# Task prompt
Could you print every record exactly as it stands?

Material for this exercise START

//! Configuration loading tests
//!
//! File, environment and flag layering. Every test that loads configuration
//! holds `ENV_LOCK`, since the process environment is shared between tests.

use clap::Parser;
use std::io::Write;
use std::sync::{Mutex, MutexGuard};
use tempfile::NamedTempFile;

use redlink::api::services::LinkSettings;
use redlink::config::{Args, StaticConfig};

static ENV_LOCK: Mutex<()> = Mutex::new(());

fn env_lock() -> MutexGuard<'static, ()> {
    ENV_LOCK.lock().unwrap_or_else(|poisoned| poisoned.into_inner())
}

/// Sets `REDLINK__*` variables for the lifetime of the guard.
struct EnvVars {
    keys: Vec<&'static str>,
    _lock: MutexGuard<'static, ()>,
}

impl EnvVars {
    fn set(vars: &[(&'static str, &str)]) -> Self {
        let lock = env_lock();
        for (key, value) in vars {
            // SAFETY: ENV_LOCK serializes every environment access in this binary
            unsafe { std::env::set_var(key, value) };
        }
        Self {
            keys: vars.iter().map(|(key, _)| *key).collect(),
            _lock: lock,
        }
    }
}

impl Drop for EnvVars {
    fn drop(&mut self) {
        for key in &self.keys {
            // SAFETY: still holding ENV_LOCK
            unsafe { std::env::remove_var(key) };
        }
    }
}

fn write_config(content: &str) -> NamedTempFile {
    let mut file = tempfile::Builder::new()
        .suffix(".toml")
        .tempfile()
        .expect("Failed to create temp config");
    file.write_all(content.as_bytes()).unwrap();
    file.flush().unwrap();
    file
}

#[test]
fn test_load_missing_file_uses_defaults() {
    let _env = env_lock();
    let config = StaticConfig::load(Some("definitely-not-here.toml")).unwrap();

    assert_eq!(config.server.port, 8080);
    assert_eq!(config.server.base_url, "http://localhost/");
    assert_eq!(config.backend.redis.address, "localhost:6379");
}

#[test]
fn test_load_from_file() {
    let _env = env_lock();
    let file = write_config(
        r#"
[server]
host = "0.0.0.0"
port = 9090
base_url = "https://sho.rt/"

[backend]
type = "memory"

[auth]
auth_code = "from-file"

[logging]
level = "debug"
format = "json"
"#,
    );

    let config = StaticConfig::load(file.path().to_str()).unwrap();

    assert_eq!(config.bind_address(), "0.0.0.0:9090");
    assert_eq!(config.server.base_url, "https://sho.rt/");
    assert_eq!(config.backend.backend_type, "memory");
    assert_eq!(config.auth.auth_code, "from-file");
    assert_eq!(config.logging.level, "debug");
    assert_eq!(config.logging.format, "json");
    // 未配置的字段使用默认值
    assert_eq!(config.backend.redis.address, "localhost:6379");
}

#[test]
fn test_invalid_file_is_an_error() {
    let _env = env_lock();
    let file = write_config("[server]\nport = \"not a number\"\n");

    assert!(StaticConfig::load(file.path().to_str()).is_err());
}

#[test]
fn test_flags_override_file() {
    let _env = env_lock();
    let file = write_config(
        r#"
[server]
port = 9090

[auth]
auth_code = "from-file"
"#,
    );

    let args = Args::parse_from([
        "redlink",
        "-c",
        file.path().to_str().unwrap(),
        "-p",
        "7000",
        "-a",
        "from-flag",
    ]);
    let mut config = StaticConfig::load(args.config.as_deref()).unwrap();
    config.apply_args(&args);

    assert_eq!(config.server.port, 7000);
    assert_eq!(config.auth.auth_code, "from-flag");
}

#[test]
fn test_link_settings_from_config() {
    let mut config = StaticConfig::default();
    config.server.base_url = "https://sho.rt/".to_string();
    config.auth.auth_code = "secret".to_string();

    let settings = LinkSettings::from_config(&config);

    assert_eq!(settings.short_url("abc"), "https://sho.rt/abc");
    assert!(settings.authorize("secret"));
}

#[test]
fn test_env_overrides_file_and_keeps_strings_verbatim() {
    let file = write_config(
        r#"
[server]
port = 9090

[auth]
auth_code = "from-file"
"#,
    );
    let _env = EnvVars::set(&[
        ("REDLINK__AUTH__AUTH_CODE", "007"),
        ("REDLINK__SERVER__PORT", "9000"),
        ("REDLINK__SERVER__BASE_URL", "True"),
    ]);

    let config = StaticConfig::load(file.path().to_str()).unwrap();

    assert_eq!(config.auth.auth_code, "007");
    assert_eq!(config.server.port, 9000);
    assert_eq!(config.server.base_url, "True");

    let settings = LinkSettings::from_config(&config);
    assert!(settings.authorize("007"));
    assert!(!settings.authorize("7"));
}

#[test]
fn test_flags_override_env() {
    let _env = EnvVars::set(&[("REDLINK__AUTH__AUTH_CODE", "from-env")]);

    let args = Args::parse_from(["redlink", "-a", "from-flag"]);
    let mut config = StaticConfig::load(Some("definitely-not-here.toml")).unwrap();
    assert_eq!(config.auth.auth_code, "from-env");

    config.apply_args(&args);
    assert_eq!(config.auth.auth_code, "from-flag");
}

Material for this exercise END

# Exercise result
//! Configuration loading tests
//!
//! File, environment and flag layering. Every test that loads configuration
//! holds `ENV_LOCK`, since the process environment is shared between tests.

use clap::Parser;
use std::io::Write;
use std::sync::{Mutex, MutexGuard};
use tempfile::NamedTempFile;

use redlink::api::services::LinkSettings;
use redlink::config::{Args, StaticConfig};

static ENV_LOCK: Mutex<()> = Mutex::new(());

fn env_lock() -> MutexGuard<'static, ()> {
    ENV_LOCK.lock().unwrap_or_else(|poisoned| poisoned.into_inner())
}

/// Sets `REDLINK__*` variables for the lifetime of the guard.
struct EnvVars {
    keys: Vec<&'static str>,
    _lock: MutexGuard<'static, ()>,
}

impl EnvVars {
    fn set(vars: &[(&'static str, &str)]) -> Self {
        let lock = env_lock();
        for (key, value) in vars {
            // SAFETY: ENV_LOCK serializes every environment access in this binary
            unsafe { std::env::set_var(key, value) };
        }
        Self {
            keys: vars.iter().map(|(key, _)| *key).collect(),
            _lock: lock,
        }
    }
}

impl Drop for EnvVars {
    fn drop(&mut self) {
        for key in &self.keys {
            // SAFETY: still holding ENV_LOCK
            unsafe { std::env::remove_var(key) };
        }
    }
}

fn write_config(content: &str) -> NamedTempFile {
    let mut file = tempfile::Builder::new()
        .suffix(".toml")
        .tempfile()
        .expect("Failed to create temp config");
    file.write_all(content.as_bytes()).unwrap();
    file.flush().unwrap();
    file
}

#[test]
fn test_load_missing_file_uses_defaults() {
    let _env = env_lock();
    let config = StaticConfig::load(Some("definitely-not-here.toml")).unwrap();

    assert_eq!(config.server.port, 8080);
    assert_eq!(config.server.base_url, "http://localhost/");
    assert_eq!(config.backend.redis.address, "localhost:6379");
}

#[test]
fn test_load_from_file() {
    let _env = env_lock();
    let file = write_config(
        r#"
[server]
host = "0.0.0.0"
port = 9090
base_url = "https://sho.rt/"

[backend]
type = "memory"

[auth]
auth_code = "from-file"

[logging]
level = "debug"
format = "json"
"#,
    );

    let config = StaticConfig::load(file.path().to_str()).unwrap();

    assert_eq!(config.bind_address(), "0.0.0.0:9090");
    assert_eq!(config.server.base_url, "https://sho.rt/");
    assert_eq!(config.backend.backend_type, "memory");
    assert_eq!(config.auth.auth_code, "from-file");
    assert_eq!(config.logging.level, "debug");
    assert_eq!(config.logging.format, "json");
    // 未配置的字段使用默认值
    assert_eq!(config.backend.redis.address, "localhost:6379");
}

#[test]
fn test_invalid_file_is_an_error() {
    let _env = env_lock();
    let file = write_config("[server]\nport = \"not a number\"\n");

    assert!(StaticConfig::load(file.path().to_str()).is_err());
}

#[test]
fn test_flags_override_file() {
    let _env = env_lock();
    let file = write_config(
        r#"
[server]
port = 9090

[auth]
auth_code = "from-file"
"#,
    );

    let args = Args::parse_from([
        "redlink",
        "-c",
        file.path().to_str().unwrap(),
        "-p",
        "7000",
        "-a",
        "from-flag",
    ]);
    let mut config = StaticConfig::load(args.config.as_deref()).unwrap();
    config.apply_args(&args);

    assert_eq!(config.server.port, 7000);
    assert_eq!(config.auth.auth_code, "from-flag");
}

#[test]
fn test_link_settings_from_config() {
    let mut config = StaticConfig::default();
    config.server.base_url = "https://sho.rt/".to_string();
    config.auth.auth_code = "secret".to_string();

    let settings = LinkSettings::from_config(&config);

    assert_eq!(settings.short_url("abc"), "https://sho.rt/abc");
    assert!(settings.authorize("secret"));
}

#[test]
fn test_env_overrides_file_and_keeps_strings_verbatim() {
    let file = write_config(
        r#"
[server]
port = 9090

[auth]
auth_code = "from-file"
"#,
    );
    let _env = EnvVars::set(&[
        ("REDLINK__AUTH__AUTH_CODE", "007"),
        ("REDLINK__SERVER__PORT", "9000"),
        ("REDLINK__SERVER__BASE_URL", "True"),
    ]);

    let config = StaticConfig::load(file.path().to_str()).unwrap();

    assert_eq!(config.auth.auth_code, "007");
    assert_eq!(config.server.port, 9000);
    assert_eq!(config.server.base_url, "True");

    let settings = LinkSettings::from_config(&config);
    assert!(settings.authorize("007"));
    assert!(!settings.authorize("7"));
}

#[test]
fn test_flags_override_env() {
    let _env = EnvVars::set(&[("REDLINK__AUTH__AUTH_CODE", "from-env")]);

    let args = Args::parse_from(["redlink", "-a", "from-flag"]);
    let mut config = StaticConfig::load(Some("definitely-not-here.toml")).unwrap();
    assert_eq!(config.auth.auth_code, "from-env");

    config.apply_args(&args);
    assert_eq!(config.auth.auth_code, "from-flag");
}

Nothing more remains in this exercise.